The examination and quantitation of tissue cytosolic receptors for 2,3,7,8-tetrachlorodibenzo- p-dioxin using hydroxylapatite

Abstract

An assay using hydroxylapatite has been developed for the examination and quantitation of cytosolic receptors for 2,3,7,8-tetrachlorodibenzo- p-dioxin (TCDD). This method, as compared to others, has a relatively high ratio of specific to nonspecific binding of [ 3H]TCDD and is relatively rapid.
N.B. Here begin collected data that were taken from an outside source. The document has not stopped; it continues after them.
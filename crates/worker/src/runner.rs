//! Job runner: claims jobs from the queue and executes them.
//!
//! Up to `concurrency` jobs run at once, each in its own task holding a
//! semaphore permit. A slot is acquired before a claim, so a job is never
//! claimed without capacity to run it. On cancellation no new job is claimed
//! and in-flight jobs run to completion.

use std::collections::HashMap;
use std::sync::Arc;
use std::time::Duration;

use async_trait::async_trait;
use kublade_core::queue::{FailOutcome, JobQueue, QueueError, QueuedJob};
use kublade_core::types::DbId;
use tokio::sync::Semaphore;
use tokio::task::JoinSet;
use tokio_util::sync::CancellationToken;
use tracing::Instrument;

/// Back-off after a queue error before the next claim.
const ERROR_BACKOFF: Duration = Duration::from_secs(5);

/// Executes one job type.
#[async_trait]
pub trait JobHandler: Send + Sync {
    /// The `job_type` this handler runs.
    fn job_type(&self) -> &'static str;

    /// Run the job. The returned value is logged; an error fails the attempt
    /// and its full chain is stored on the job.
    async fn handle(&self, job: &QueuedJob) -> anyhow::Result<serde_json::Value>;
}

/// Handlers by job type.
#[derive(Default, Clone)]
pub struct HandlerRegistry {
    handlers: HashMap<&'static str, Arc<dyn JobHandler>>,
}

impl HandlerRegistry {
    pub fn new() -> Self {
        Self::default()
    }

    /// Register `handler`, replacing any earlier one for the same type.
    pub fn register(mut self, handler: Arc<dyn JobHandler>) -> Self {
        self.handlers.insert(handler.job_type(), handler);
        self
    }

    pub fn get(&self, job_type: &str) -> Option<&Arc<dyn JobHandler>> {
        self.handlers.get(job_type)
    }

    pub fn job_types(&self) -> Vec<&'static str> {
        let mut types: Vec<_> = self.handlers.keys().copied().collect();
        types.sort_unstable();
        types
    }
}

/// How a job attempt was settled.
#[derive(Debug, Clone, PartialEq)]
pub enum JobOutcome {
    Completed(serde_json::Value),
    Retrying { attempts: i32, error: String },
    Failed(String),
}

pub struct Runner {
    queue: Arc<dyn JobQueue>,
    registry: Arc<HandlerRegistry>,
    queues: Vec<String>,
    concurrency: usize,
    poll_interval: Duration,
}

impl Runner {
    pub fn new(
        queue: Arc<dyn JobQueue>,
        registry: HandlerRegistry,
        queues: Vec<String>,
        concurrency: usize,
        poll_interval: Duration,
    ) -> Self {
        Self {
            queue,
            registry: Arc::new(registry),
            queues,
            concurrency: concurrency.max(1),
            poll_interval,
        }
    }

    /// Run until `cancel` fires, then wait for in-flight jobs.
    pub async fn run(&self, cancel: CancellationToken) {
        let slots = Arc::new(Semaphore::new(self.concurrency));
        let mut in_flight = JoinSet::new();

        tracing::info!(
            queues = ?self.queues,
            concurrency = self.concurrency,
            job_types = ?self.registry.job_types(),
            "Job runner started"
        );

        loop {
            while let Some(joined) = in_flight.try_join_next() {
                if let Err(e) = joined {
                    tracing::error!(error = %e, "Job task panicked");
                }
            }

            let permit = tokio::select! {
                _ = cancel.cancelled() => break,
                permit = Arc::clone(&slots).acquire_owned() => match permit {
                    Ok(permit) => permit,
                    Err(_) => break,
                },
            };

            let pause = match self.queue.claim_next(&self.queues).await {
                Ok(Some(job)) => {
                    let queue = Arc::clone(&self.queue);
                    let registry = Arc::clone(&self.registry);
                    in_flight.spawn(async move {
                        execute(queue.as_ref(), &registry, job).await;
                        drop(permit);
                    });
                    continue;
                }
                Ok(None) => self.poll_interval,
                Err(e) => {
                    tracing::error!(error = %e, "Failed to claim job");
                    ERROR_BACKOFF
                }
            };
            drop(permit);

            tokio::select! {
                _ = cancel.cancelled() => break,
                _ = tokio::time::sleep(pause) => {}
            }
        }

        tracing::info!(in_flight = in_flight.len(), "Job runner stopping");
        while let Some(joined) = in_flight.join_next().await {
            if let Err(e) = joined {
                tracing::error!(error = %e, "Job task panicked");
            }
        }
        tracing::info!("Job runner stopped");
    }

    /// Claim one job and run it inline.
    ///
    /// Returns `None` when every queue is empty.
    pub async fn run_once(&self) -> Result<Option<(DbId, JobOutcome)>, QueueError> {
        match self.queue.claim_next(&self.queues).await? {
            Some(job) => {
                let id = job.id;
                Ok(Some((id, execute(self.queue.as_ref(), &self.registry, job).await)))
            }
            None => Ok(None),
        }
    }
}

/// Run `job` with its handler and settle it on the queue.
pub async fn execute(queue: &dyn JobQueue, registry: &HandlerRegistry, job: QueuedJob) -> JobOutcome {
    let span = tracing::info_span!(
        "job",
        job_id = %job.id,
        job_type = %job.job_type,
        queue = %job.queue,
        attempt = job.attempts,
    );
    settle(queue, registry, job).instrument(span).await
}

async fn settle(queue: &dyn JobQueue, registry: &HandlerRegistry, job: QueuedJob) -> JobOutcome {
    let result = match registry.get(&job.job_type) {
        Some(handler) => handler.handle(&job).await,
        None => Err(anyhow::anyhow!(
            "no handler registered for job type '{}'",
            job.job_type
        )),
    };

    match result {
        Ok(value) => {
            if let Err(e) = queue.complete(job.id, job.attempts).await {
                tracing::error!(error = %e, "Failed to mark job completed");
            }
            tracing::info!(result = %value, "Job completed");
            JobOutcome::Completed(value)
        }
        Err(err) => {
            let error = format!("{err:#}");
            match queue.fail(job.id, job.attempts, &error).await {
                Ok(FailOutcome::Retrying { attempts }) => {
                    tracing::warn!(error = %error, attempts, "Job failed, will retry");
                    JobOutcome::Retrying { attempts, error }
                }
                Ok(FailOutcome::Failed) => {
                    tracing::error!(error = %error, "Job failed");
                    JobOutcome::Failed(error)
                }
                Err(e) => {
                    tracing::error!(error = %error, queue_error = %e, "Job failed and could not be settled");
                    JobOutcome::Failed(error)
                }
            }
        }
    }
}
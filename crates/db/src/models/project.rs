//! Projects: a named deployment target bound to one namespace.

use kublade_core::types::{DbId, Timestamp};
use serde::{Deserialize, Serialize};
use sqlx::FromRow;

#[derive(Debug, Clone, FromRow, Serialize)]
pub struct Project {
    pub id: DbId,
    /// Creator; `None` once the creating user is removed.
    pub user_id: Option<DbId>,
    pub name: String,
    /// Kubernetes namespace the project deploys into.
    pub namespace: String,
    pub created_at: Timestamp,
    pub updated_at: Timestamp,
}

#[derive(Debug, Clone, Deserialize)]
pub struct CreateProject {
    pub name: String,
    pub namespace: String,
}

/// Partial update; omitted fields keep their value.
#[derive(Debug, Clone, Default, Deserialize)]
pub struct UpdateProject {
    pub name: Option<String>,
    pub namespace: Option<String>,
}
The total number of specific binding sites and equilibrium dissociation constants ( K D) for [ 3H]TCDD were determined in hepatic cytosol from Sprague-Dawley rats and C57BL 6J , DBA 2J , and B6D2F 1 J mice. With the exception of the cytosol from DBA 2J mice in which little specific binding was observed, high-affinity, specific binding was obtained in all cases. The rat hepatic cytosol demonstrated the highest affinity for [ 3H]TCDD with a K D of 0.12 n m. The total amount of specific [ 3H]TCDD binding in hepatic cytosol from B6D2F 1 J mice was found to be intermediate between that of the C57BL 6J and DBA 2J parents. Ligand competition studies suggest the specificity of binding of various compounds to the receptor species from Sprague-Dawley rats is similar to that observed with the hepatic cytosol from C57BL 6J mice. These data support the hypothesis that, as in mice, the particular cytosol binding species in rats is the receptor that may mediate the induction of aryl hydrocarbon hydroxylase activity.